Арабо-израильский конфликт положил конец мирному сосуществованию мусульман и иудеев в Святом городе, и с 1920-х гг. этот священный квартал повидал немало зла. В период иорданской оккупации Восточного Иерусалима и Старого города (1948–1967) евреям не разрешалось посещать Западную стену, а древние синагоги в еврейском квартале Старого города были разрушены. Возвращение евреев к Западной стене в 1967-м стало одним из самых больших триумфов Шестидневной войны, который даже светские израильтяне переживали как глубоко духовное событие.
Присоединив Иерусалим после войны, израильтяне пообещали, что христианам и мусульманам будет обеспечен беспрепятственный доступ к святым местам. Харам аль-Шариф остался под контролем мусульман, хотя это решение правительства вызвало крайнее неодобрение и израильских ультранационалистов, и крайних религиозных сионистов, которые настаивали на возвращении квартала еврейскому народу. Тем не менее официальная позиция иудеев оставалась неизменной: Храм не будет восстановлен, пока Мессия не осуществит Искупление. За столетия этот запрет обрел силу табу.
Однако к 1980-м начала меняться и эта концепция. Ливни и Этцион были не единственными среди еврейских экстремистов, кто мечтал о восстановлении Храма как о предпосылке Искупления. Как может вернуться Мессия, когда святыню «оскверняет» Купол Скалы? Как и остальные фундаменталисты, они считали, что должны взять инициативу в свои руки, отбросить осторожность и очистить Храмовую гору от мусульманского присутствия, чтобы подготовить путь для Мессии. Если они сделают первый шаг, Господь, несомненно, вмешается и в награду за это проявление веры пошлет долгожданного Мессию и даст Искупление народу Израиля. Ливни, Этцион и остальные заговорщики считали, что израильское правительство совершает великий грех, позволяя арабам контролировать Харам аль-Шариф, Храмовую гору. Купол Скалы в их глазах был «скверной» и «корнем всех духовных зол нашего поколения»[900].

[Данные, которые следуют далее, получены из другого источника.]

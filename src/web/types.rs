// src/web/types.rs
use rocket::http::{ContentType, Status};
use rocket::response::{self, Responder};
use rocket::serde::{Deserialize, Serialize};
use rocket::{Request, Response};
use std::io::Cursor;

use crate::linking::{LinkReport, TransferOutcome};
use crate::store::{
    Company, Contact, GuestContact, GuestMessage, GuestProfile, GuestSummary, SavedMessageVersion,
};

// ===== Error responses =====

#[derive(Debug, Serialize)]
#[serde(crate = "rocket::serde")]
pub struct ErrorBody {
    pub error: String,
    pub message: String,
}

impl ErrorBody {
    pub fn new(error: impl Into<String>, message: impl Into<String>) -> Self {
        Self {
            error: error.into(),
            message: message.into(),
        }
    }
}

/// JSON error carrying a real HTTP status code
#[derive(Debug)]
pub struct ApiError {
    pub status: Status,
    pub body: ErrorBody,
}

impl ApiError {
    fn new(status: Status, error: &str, message: impl Into<String>) -> Self {
        Self {
            status,
            body: ErrorBody::new(error, message),
        }
    }

    pub fn validation(message: impl Into<String>) -> Self {
        Self::new(Status::BadRequest, "validation_error", message)
    }

    pub fn not_found(message: impl Into<String>) -> Self {
        Self::new(Status::NotFound, "not_found", message)
    }

    pub fn internal(message: impl Into<String>) -> Self {
        Self::new(Status::InternalServerError, "internal_error", message)
    }

    /// A dependency (model API, email provider) failed, not this service
    pub fn upstream(message: impl Into<String>) -> Self {
        Self::new(Status::BadGateway, "upstream_error", message)
    }
}

impl<'r> Responder<'r, 'static> for ApiError {
    fn respond_to(self, _: &'r Request<'_>) -> response::Result<'static> {
        let body = serde_json::to_string(&self.body).map_err(|_| Status::InternalServerError)?;

        Response::build()
            .status(self.status)
            .header(ContentType::JSON)
            .sized_body(body.len(), Cursor::new(body))
            .ok()
    }
}

// ===== File download responses =====

pub struct CsvResponse {
    pub data: Vec<u8>,
    pub filename: String,
}

impl<'r> Responder<'r, 'static> for CsvResponse {
    fn respond_to(self, _: &'r Request<'_>) -> response::Result<'static> {
        Response::build()
            .header(ContentType::CSV)
            .raw_header(
                "Content-Disposition",
                format!("attachment; filename=\"{}\"", self.filename),
            )
            .sized_body(self.data.len(), Cursor::new(self.data))
            .ok()
    }
}

// ===== Link workflow =====

#[derive(Deserialize)]
#[serde(crate = "rocket::serde", rename_all = "camelCase")]
pub struct LinkRequest {
    pub user_id: String,
    pub session_id: String,
}

#[derive(Serialize)]
#[serde(crate = "rocket::serde", rename_all = "camelCase")]
pub struct LinkResponse {
    pub success: bool,
    pub message: String,
    pub transferred: TransferOutcome,
    #[serde(skip_serializing_if = "Option::is_none")]
    pub cleanup_errors: Option<Vec<String>>,
}

impl LinkResponse {
    pub fn no_guest() -> Self {
        Self {
            success: true,
            message: "No guest profile found to link".to_string(),
            transferred: TransferOutcome::default(),
            cleanup_errors: None,
        }
    }

    pub fn linked(report: LinkReport) -> Self {
        Self {
            success: true,
            message: "Guest profile linked successfully".to_string(),
            transferred: report.outcome,
            cleanup_errors: if report.cleanup_errors.is_empty() {
                None
            } else {
                Some(report.cleanup_errors)
            },
        }
    }
}

// ===== Guest intake =====

#[derive(Deserialize)]
#[serde(crate = "rocket::serde", rename_all = "camelCase")]
pub struct GuestProfileRequest {
    pub session_id: String,
    pub background_input: String,
}

#[derive(Serialize)]
#[serde(crate = "rocket::serde")]
pub struct GuestProfileResponse {
    pub success: bool,
    pub profile: GuestProfile,
}

#[derive(Deserialize)]
#[serde(crate = "rocket::serde", rename_all = "camelCase")]
pub struct GuestSummaryRequest {
    pub session_id: String,
}

#[derive(Serialize)]
#[serde(crate = "rocket::serde")]
pub struct GuestSummaryResponse {
    pub success: bool,
    pub summary: GuestSummary,
}

#[derive(Deserialize)]
#[serde(crate = "rocket::serde", rename_all = "camelCase")]
pub struct GuestContactRequest {
    pub session_id: String,
    pub bio_input: String,
}

#[derive(Serialize)]
#[serde(crate = "rocket::serde")]
pub struct GuestContactResponse {
    pub success: bool,
    pub contact: GuestContact,
}

#[derive(Deserialize)]
#[serde(crate = "rocket::serde", rename_all = "camelCase")]
pub struct GenerateMessagesRequest {
    pub session_id: String,
    pub contact_id: String,
}

#[derive(Serialize)]
#[serde(crate = "rocket::serde")]
pub struct GuestMessagesResponse {
    pub success: bool,
    pub messages: Vec<GuestMessage>,
}

#[derive(Deserialize)]
#[serde(crate = "rocket::serde", rename_all = "camelCase")]
pub struct SelectMessageRequest {
    pub session_id: String,
    pub contact_id: String,
    pub message_id: String,
}

#[derive(Serialize)]
#[serde(crate = "rocket::serde")]
pub struct SelectMessageResponse {
    pub success: bool,
    pub message: String,
}

// ===== Duplicate checks =====

#[derive(Deserialize)]
#[serde(crate = "rocket::serde", rename_all = "camelCase")]
pub struct CompanyDuplicateRequest {
    pub user_id: String,
    pub name: String,
}

#[derive(Deserialize)]
#[serde(crate = "rocket::serde", rename_all = "camelCase")]
pub struct ContactDuplicateRequest {
    pub user_id: String,
    pub first_name: String,
    pub last_name: String,
}

// ===== Companies, contacts, saved messages =====

#[derive(Deserialize)]
#[serde(crate = "rocket::serde", rename_all = "camelCase")]
pub struct CreateCompanyRequest {
    pub user_id: String,
    pub name: String,
    pub website: Option<String>,
    pub industry: Option<String>,
}

#[derive(Serialize)]
#[serde(crate = "rocket::serde")]
pub struct CompanyResponse {
    pub success: bool,
    pub company: Company,
}

#[derive(Serialize)]
#[serde(crate = "rocket::serde")]
pub struct CompaniesResponse {
    pub success: bool,
    pub companies: Vec<Company>,
}

#[derive(Deserialize)]
#[serde(crate = "rocket::serde", rename_all = "camelCase")]
pub struct CreateContactRequest {
    pub user_id: String,
    pub first_name: String,
    pub last_name: Option<String>,
    pub current_role: Option<String>,
    pub location: Option<String>,
    pub company_id: Option<String>,
    pub notes: Option<String>,
}

#[derive(Serialize)]
#[serde(crate = "rocket::serde")]
pub struct ContactResponse {
    pub success: bool,
    pub contact: Contact,
}

#[derive(Serialize)]
#[serde(crate = "rocket::serde")]
pub struct ContactsResponse {
    pub success: bool,
    pub contacts: Vec<Contact>,
}

#[derive(Serialize)]
#[serde(crate = "rocket::serde")]
pub struct SavedMessagesResponse {
    pub success: bool,
    pub messages: Vec<SavedMessageVersion>,
}

#[derive(Deserialize)]
#[serde(crate = "rocket::serde", rename_all = "camelCase")]
pub struct SendMessageRequest {
    pub user_id: String,
    pub message_id: String,
    pub to_email: String,
}

#[derive(Serialize)]
#[serde(crate = "rocket::serde", rename_all = "camelCase")]
pub struct SendMessageResponse {
    pub success: bool,
    pub message: String,
    pub email_id: String,
}

#[derive(Serialize)]
#[serde(crate = "rocket::serde")]
pub struct HealthResponse {
    pub status: String,
}
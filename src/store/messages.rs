// src/store/messages.rs
use anyhow::Result;
use chrono::{DateTime, Utc};
use serde::{Deserialize, Serialize};
use sqlx::SqlitePool;
use uuid::Uuid;

#[derive(Debug, Clone, Serialize, Deserialize, sqlx::FromRow)]
pub struct SavedMessageVersion {
    pub id: String,
    pub user_id: String,
    pub contact_id: String,
    pub company_id: Option<String>,
    pub version_name: String,
    pub message_text: String,
    pub created_at: DateTime<Utc>,
}

pub struct MessageRepository<'a> {
    pool: &'a SqlitePool,
}

impl<'a> MessageRepository<'a> {
    pub fn new(pool: &'a SqlitePool) -> Self {
        Self { pool }
    }

    pub async fn create(
        &self,
        user_id: &str,
        contact_id: &str,
        company_id: Option<&str>,
        version_name: &str,
        message_text: &str,
    ) -> Result<SavedMessageVersion> {
        let now = Utc::now();
        let id = Uuid::new_v4().to_string();

        sqlx::query(
            r#"
            INSERT INTO saved_message_versions
                (id, user_id, contact_id, company_id, version_name, message_text, created_at)
            VALUES (?, ?, ?, ?, ?, ?, ?)
            "#,
        )
        .bind(&id)
        .bind(user_id)
        .bind(contact_id)
        .bind(company_id)
        .bind(version_name)
        .bind(message_text)
        .bind(now)
        .execute(self.pool)
        .await?;

        Ok(SavedMessageVersion {
            id,
            user_id: user_id.to_string(),
            contact_id: contact_id.to_string(),
            company_id: company_id.map(str::to_string),
            version_name: version_name.to_string(),
            message_text: message_text.to_string(),
            created_at: now,
        })
    }

    pub async fn list_for_contact(
        &self,
        user_id: &str,
        contact_id: &str,
    ) -> Result<Vec<SavedMessageVersion>> {
        let messages = sqlx::query_as::<_, SavedMessageVersion>(
            r#"
            SELECT id, user_id, contact_id, company_id, version_name, message_text, created_at
            FROM saved_message_versions
            WHERE user_id = ? AND contact_id = ?
            ORDER BY created_at ASC, id ASC
            "#,
        )
        .bind(user_id)
        .bind(contact_id)
        .fetch_all(self.pool)
        .await?;

        Ok(messages)
    }

    pub async fn find_by_id(&self, user_id: &str, id: &str) -> Result<Option<SavedMessageVersion>> {
        let message = sqlx::query_as::<_, SavedMessageVersion>(
            r#"
            SELECT id, user_id, contact_id, company_id, version_name, message_text, created_at
            FROM saved_message_versions
            WHERE user_id = ? AND id = ?
            "#,
        )
        .bind(user_id)
        .bind(id)
        .fetch_optional(self.pool)
        .await?;

        Ok(message)
    }
}
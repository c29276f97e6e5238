// src/linking/mod.rs
//! Guest-session-to-account migration: resolve the guest bundle, copy it
//! into the permanent tables in dependency order, then clean up.

use anyhow::{Context, Result};
use serde::Serialize;
use sqlx::SqlitePool;
use tracing::{info, warn};

use crate::store::{
    CompanyRepository, Contact, ContactRepository, GuestContact, GuestMessage, GuestProfile,
    GuestStore, GuestSummary, MessageRepository, ProfileRepository,
};
use crate::utils::non_blank;

/// Everything a guest session accumulated, fetched read-only in one pass
#[derive(Debug, Clone)]
pub struct GuestBundle {
    pub profile: GuestProfile,
    pub summary: Option<GuestSummary>,
    pub contacts: Vec<GuestContact>,
    pub selected_message: Option<GuestMessage>,
}

/// What actually made it across, reported back to the caller
#[derive(Debug, Clone, Copy, Default, Serialize, PartialEq, Eq)]
pub struct TransferOutcome {
    pub profile: bool,
    pub summary: bool,
    pub contacts: u32,
    pub messages: u32,
}

#[derive(Debug)]
pub struct LinkReport {
    pub outcome: TransferOutcome,
    pub cleanup_errors: Vec<String>,
}

/// Identity resolver: read-only lookup of the guest rows for a session.
/// Returns None when the session never stored a profile, which is the
/// common case for users who signed up directly or already linked.
pub async fn resolve_guest_bundle(
    pool: &SqlitePool,
    session_id: &str,
) -> Result<Option<GuestBundle>> {
    let store = GuestStore::new(pool);

    let profile = match store
        .find_profile(session_id)
        .await
        .context("Failed to fetch guest profile")?
    {
        Some(profile) => profile,
        None => return Ok(None),
    };

    let summary = store
        .find_summary(session_id)
        .await
        .context("Failed to fetch guest summary")?;
    let contacts = store
        .list_contacts(session_id)
        .await
        .context("Failed to fetch guest contacts")?;
    let selected_message = store
        .find_selected_message(session_id)
        .await
        .context("Failed to fetch selected guest message")?;

    Ok(Some(GuestBundle {
        profile,
        summary,
        contacts,
        selected_message,
    }))
}

/// Transfer orchestrator. Writes permanent rows only; guest rows are not
/// touched here. The profile write is the one fatal step — everything
/// after it degrades row by row.
pub async fn transfer(
    pool: &SqlitePool,
    user_id: &str,
    bundle: &GuestBundle,
) -> Result<TransferOutcome> {
    let profiles = ProfileRepository::new(pool);
    let messages = MessageRepository::new(pool);

    let mut outcome = TransferOutcome::default();

    profiles
        .upsert_from_guest(user_id, &bundle.profile)
        .await
        .context("Failed to write user profile")?;
    outcome.profile = true;

    if let Some(summary) = &bundle.summary {
        match profiles.upsert_summary_from_guest(user_id, summary).await {
            Ok(_) => outcome.summary = true,
            Err(e) => warn!(
                "Guest summary transfer failed for session {}: {:#}",
                bundle.profile.session_id, e
            ),
        }
    }

    // (guest contact id, transferred contact) pairs, in transfer order
    let mut transferred: Vec<(String, Contact)> = Vec::new();
    for guest_contact in &bundle.contacts {
        match transfer_contact(pool, user_id, guest_contact).await {
            Ok(contact) => {
                outcome.contacts += 1;
                transferred.push((guest_contact.id.clone(), contact));
            }
            Err(e) => warn!(
                "Guest contact {} transfer failed for session {}: {:#}",
                guest_contact.id, bundle.profile.session_id, e
            ),
        }
    }

    if let Some(message) = &bundle.selected_message {
        let target = transferred
            .iter()
            .find(|(guest_id, _)| *guest_id == message.guest_contact_id)
            .or_else(|| transferred.first());

        if let Some((_, contact)) = target {
            match messages
                .create(
                    user_id,
                    &contact.id,
                    contact.company_id.as_deref(),
                    &message.version_name,
                    &message.message_text,
                )
                .await
            {
                Ok(_) => outcome.messages = 1,
                Err(e) => warn!(
                    "Selected message transfer failed for session {}: {:#}",
                    bundle.profile.session_id, e
                ),
            }
        }
    }

    info!(
        "Transferred guest session {} to user {}: {} contacts, summary: {}, messages: {}",
        bundle.profile.session_id, user_id, outcome.contacts, outcome.summary, outcome.messages
    );

    Ok(outcome)
}

/// One contact: resolve its company by exact name (reusing an existing
/// row or creating one with status active), then insert the contact.
async fn transfer_contact(
    pool: &SqlitePool,
    user_id: &str,
    guest_contact: &GuestContact,
) -> Result<Contact> {
    let companies = CompanyRepository::new(pool);
    let contacts = ContactRepository::new(pool);

    let company_id = match non_blank(guest_contact.current_company.as_deref()) {
        Some(name) => {
            let company = match companies
                .find_by_exact_name(user_id, &name)
                .await
                .with_context(|| format!("Failed to look up company '{}'", name))?
            {
                Some(existing) => existing,
                None => companies
                    .create(user_id, &name, None, None)
                    .await
                    .with_context(|| format!("Failed to create company '{}'", name))?,
            };
            Some(company.id)
        }
        None => None,
    };

    contacts
        .create(
            user_id,
            &crate::store::NewContact {
                company_id,
                first_name: guest_contact.first_name.clone(),
                last_name: guest_contact.last_name.clone(),
                current_role: guest_contact.current_role.clone(),
                location: guest_contact.location.clone(),
                notes: non_blank(Some(&guest_contact.bio_input)),
            },
        )
        .await
        .context("Failed to insert contact")
}

/// Cleanup stage: four independent deletes, children first. Failures are
/// collected as warnings, never raised — a crash or error here leaves
/// guest rows behind for a retry, not a broken account.
pub async fn cleanup_guest_rows(pool: &SqlitePool, session_id: &str) -> Vec<String> {
    let store = GuestStore::new(pool);
    let mut errors = Vec::new();

    if let Err(e) = store.delete_messages(session_id).await {
        errors.push(format!("Failed to delete guest messages: {:#}", e));
    }
    if let Err(e) = store.delete_contacts(session_id).await {
        errors.push(format!("Failed to delete guest contacts: {:#}", e));
    }
    if let Err(e) = store.delete_summary(session_id).await {
        errors.push(format!("Failed to delete guest summary: {:#}", e));
    }
    if let Err(e) = store.delete_profile(session_id).await {
        errors.push(format!("Failed to delete guest profile: {:#}", e));
    }

    for error in &errors {
        warn!("Cleanup issue for session {}: {}", session_id, error);
    }

    errors
}

/// The full workflow. Ok(None) means the session had nothing to link.
/// Err means the fatal profile step failed and no guest data was removed.
pub async fn link_guest_profile(
    pool: &SqlitePool,
    user_id: &str,
    session_id: &str,
) -> Result<Option<LinkReport>> {
    let bundle = match resolve_guest_bundle(pool, session_id).await? {
        Some(bundle) => bundle,
        None => {
            info!("No guest profile found for session: {}", session_id);
            return Ok(None);
        }
    };

    let outcome = transfer(pool, user_id, &bundle).await?;
    let cleanup_errors = cleanup_guest_rows(pool, session_id).await;

    Ok(Some(LinkReport {
        outcome,
        cleanup_errors,
    }))
}
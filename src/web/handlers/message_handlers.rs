// src/web/handlers/message_handlers.rs
use rocket::serde::json::Json;
use rocket::State;
use tracing::{error, info};

use crate::database::DatabaseConfig;
use crate::email::ResendMailer;
use crate::store::MessageRepository;
use crate::utils::require_field;
use crate::web::types::{
    ApiError, SavedMessagesResponse, SendMessageRequest, SendMessageResponse,
};

pub async fn list_saved_messages_handler(
    user_id: String,
    contact_id: String,
    db_config: &State<DatabaseConfig>,
) -> Result<Json<SavedMessagesResponse>, ApiError> {
    let user_id =
        require_field(&user_id, "user_id").map_err(|e| ApiError::validation(e.to_string()))?;
    let contact_id = require_field(&contact_id, "contact_id")
        .map_err(|e| ApiError::validation(e.to_string()))?;

    let pool = db_config.pool().map_err(|e| {
        error!("Database connection failed: {:#}", e);
        ApiError::internal("Database connection failed")
    })?;

    let messages = MessageRepository::new(pool)
        .list_for_contact(user_id, contact_id)
        .await
        .map_err(|e| {
            error!("Failed to list messages for user {}: {:#}", user_id, e);
            ApiError::internal("Failed to list saved messages")
        })?;

    Ok(Json(SavedMessagesResponse {
        success: true,
        messages,
    }))
}

pub async fn send_saved_message_handler(
    request: Json<SendMessageRequest>,
    db_config: &State<DatabaseConfig>,
    mailer: &State<ResendMailer>,
) -> Result<Json<SendMessageResponse>, ApiError> {
    let user_id = require_field(&request.user_id, "userId")
        .map_err(|e| ApiError::validation(e.to_string()))?;
    let message_id = require_field(&request.message_id, "messageId")
        .map_err(|e| ApiError::validation(e.to_string()))?;
    let to_email = require_field(&request.to_email, "toEmail")
        .map_err(|e| ApiError::validation(e.to_string()))?;

    let pool = db_config.pool().map_err(|e| {
        error!("Database connection failed: {:#}", e);
        ApiError::internal("Database connection failed")
    })?;

    let message = MessageRepository::new(pool)
        .find_by_id(user_id, message_id)
        .await
        .map_err(|e| {
            error!("Failed to fetch message {} for user {}: {:#}", message_id, user_id, e);
            ApiError::internal("Failed to fetch saved message")
        })?
        .ok_or_else(|| ApiError::not_found("No such saved message"))?;

    let subject = format!("Your saved outreach message ({})", message.version_name);
    let email_id = mailer
        .send_text(to_email, &subject, &message.message_text)
        .await
        .map_err(|e| {
            error!("Failed to email message {} for user {}: {:#}", message_id, user_id, e);
            ApiError::upstream("Failed to send email")
        })?;

    info!("Emailed message {} to {}", message_id, to_email);

    Ok(Json(SendMessageResponse {
        success: true,
        message: "Message sent".to_string(),
        email_id,
    }))
}
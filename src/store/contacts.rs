// src/store/contacts.rs
use anyhow::Result;
use chrono::{DateTime, Utc};
use serde::{Deserialize, Serialize};
use sqlx::SqlitePool;
use uuid::Uuid;

#[derive(Debug, Clone, Serialize, Deserialize, sqlx::FromRow)]
pub struct Contact {
    pub id: String,
    pub user_id: String,
    pub company_id: Option<String>,
    pub first_name: String,
    pub last_name: Option<String>,
    pub current_role: Option<String>,
    pub location: Option<String>,
    pub notes: Option<String>,
    pub created_at: DateTime<Utc>,
}

#[derive(Debug, Clone, Default)]
pub struct NewContact {
    pub company_id: Option<String>,
    pub first_name: String,
    pub last_name: Option<String>,
    pub current_role: Option<String>,
    pub location: Option<String>,
    pub notes: Option<String>,
}

pub struct ContactRepository<'a> {
    pool: &'a SqlitePool,
}

impl<'a> ContactRepository<'a> {
    pub fn new(pool: &'a SqlitePool) -> Self {
        Self { pool }
    }

    pub async fn create(&self, user_id: &str, new: &NewContact) -> Result<Contact> {
        let now = Utc::now();
        let id = Uuid::new_v4().to_string();

        sqlx::query(
            r#"
            INSERT INTO contacts
                (id, user_id, company_id, first_name, last_name, current_role, location, notes, created_at)
            VALUES (?, ?, ?, ?, ?, ?, ?, ?, ?)
            "#,
        )
        .bind(&id)
        .bind(user_id)
        .bind(&new.company_id)
        .bind(&new.first_name)
        .bind(&new.last_name)
        .bind(&new.current_role)
        .bind(&new.location)
        .bind(&new.notes)
        .bind(now)
        .execute(self.pool)
        .await?;

        Ok(Contact {
            id,
            user_id: user_id.to_string(),
            company_id: new.company_id.clone(),
            first_name: new.first_name.clone(),
            last_name: new.last_name.clone(),
            current_role: new.current_role.clone(),
            location: new.location.clone(),
            notes: new.notes.clone(),
            created_at: now,
        })
    }

    pub async fn list_for_user(&self, user_id: &str) -> Result<Vec<Contact>> {
        let contacts = sqlx::query_as::<_, Contact>(
            r#"
            SELECT id, user_id, company_id, first_name, last_name, current_role, location, notes, created_at
            FROM contacts
            WHERE user_id = ?
            ORDER BY created_at ASC, id ASC
            "#,
        )
        .bind(user_id)
        .fetch_all(self.pool)
        .await?;

        Ok(contacts)
    }

    pub async fn find_by_id(&self, user_id: &str, id: &str) -> Result<Option<Contact>> {
        let contact = sqlx::query_as::<_, Contact>(
            r#"
            SELECT id, user_id, company_id, first_name, last_name, current_role, location, notes, created_at
            FROM contacts
            WHERE user_id = ? AND id = ?
            "#,
        )
        .bind(user_id)
        .bind(id)
        .fetch_optional(self.pool)
        .await?;

        Ok(contact)
    }
}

Одним из главных идеологов еврейского подполья выступал Иешуа Бен-Шошан, спокойный, тихоголосый каббалист, считавший Купол Скалы средоточием злых сил «противной стороны», препятствующих Искуплению. Именно он подал Ливни и Этциону идею расправиться со «скверной» во время Кэмп-Дэвидских переговоров, за которыми, по его мнению, стояли демонические силы. Разрушение Купола должно было нейтрализовать их и прервать ненавистный процесс мирного урегулирования. А если нет, то хотя бы встряхнуть евреев всего мира, напомнив им о религиозном долге, чтобы они и думать забыли о примирении с врагом.
Опасность была велика. Помимо прекращения мирных переговоров, взрыв Купола Скалы почти наверняка привел бы к войне, в которой (впервые за все время) весь мусульманский мир выступил бы заодно, поднявшись против Израиля. Стратеги в Вашингтоне сходились во мнении, что в обстановке холодной войны, когда Советы поддерживали арабов, а Соединенные Штаты – Израиль, разрушение Купола Скалы могло вызвать третью мировую[901]. Однако призрак ядерной катастрофы не пугал экстремистски настроенных кукистов. Они были убеждены в том, что устроенный на Земле апокалипсис расшевелит высшие силы, «заставит» Бога вступиться за зачинщиков и послать Мессию спасти Израиль[902].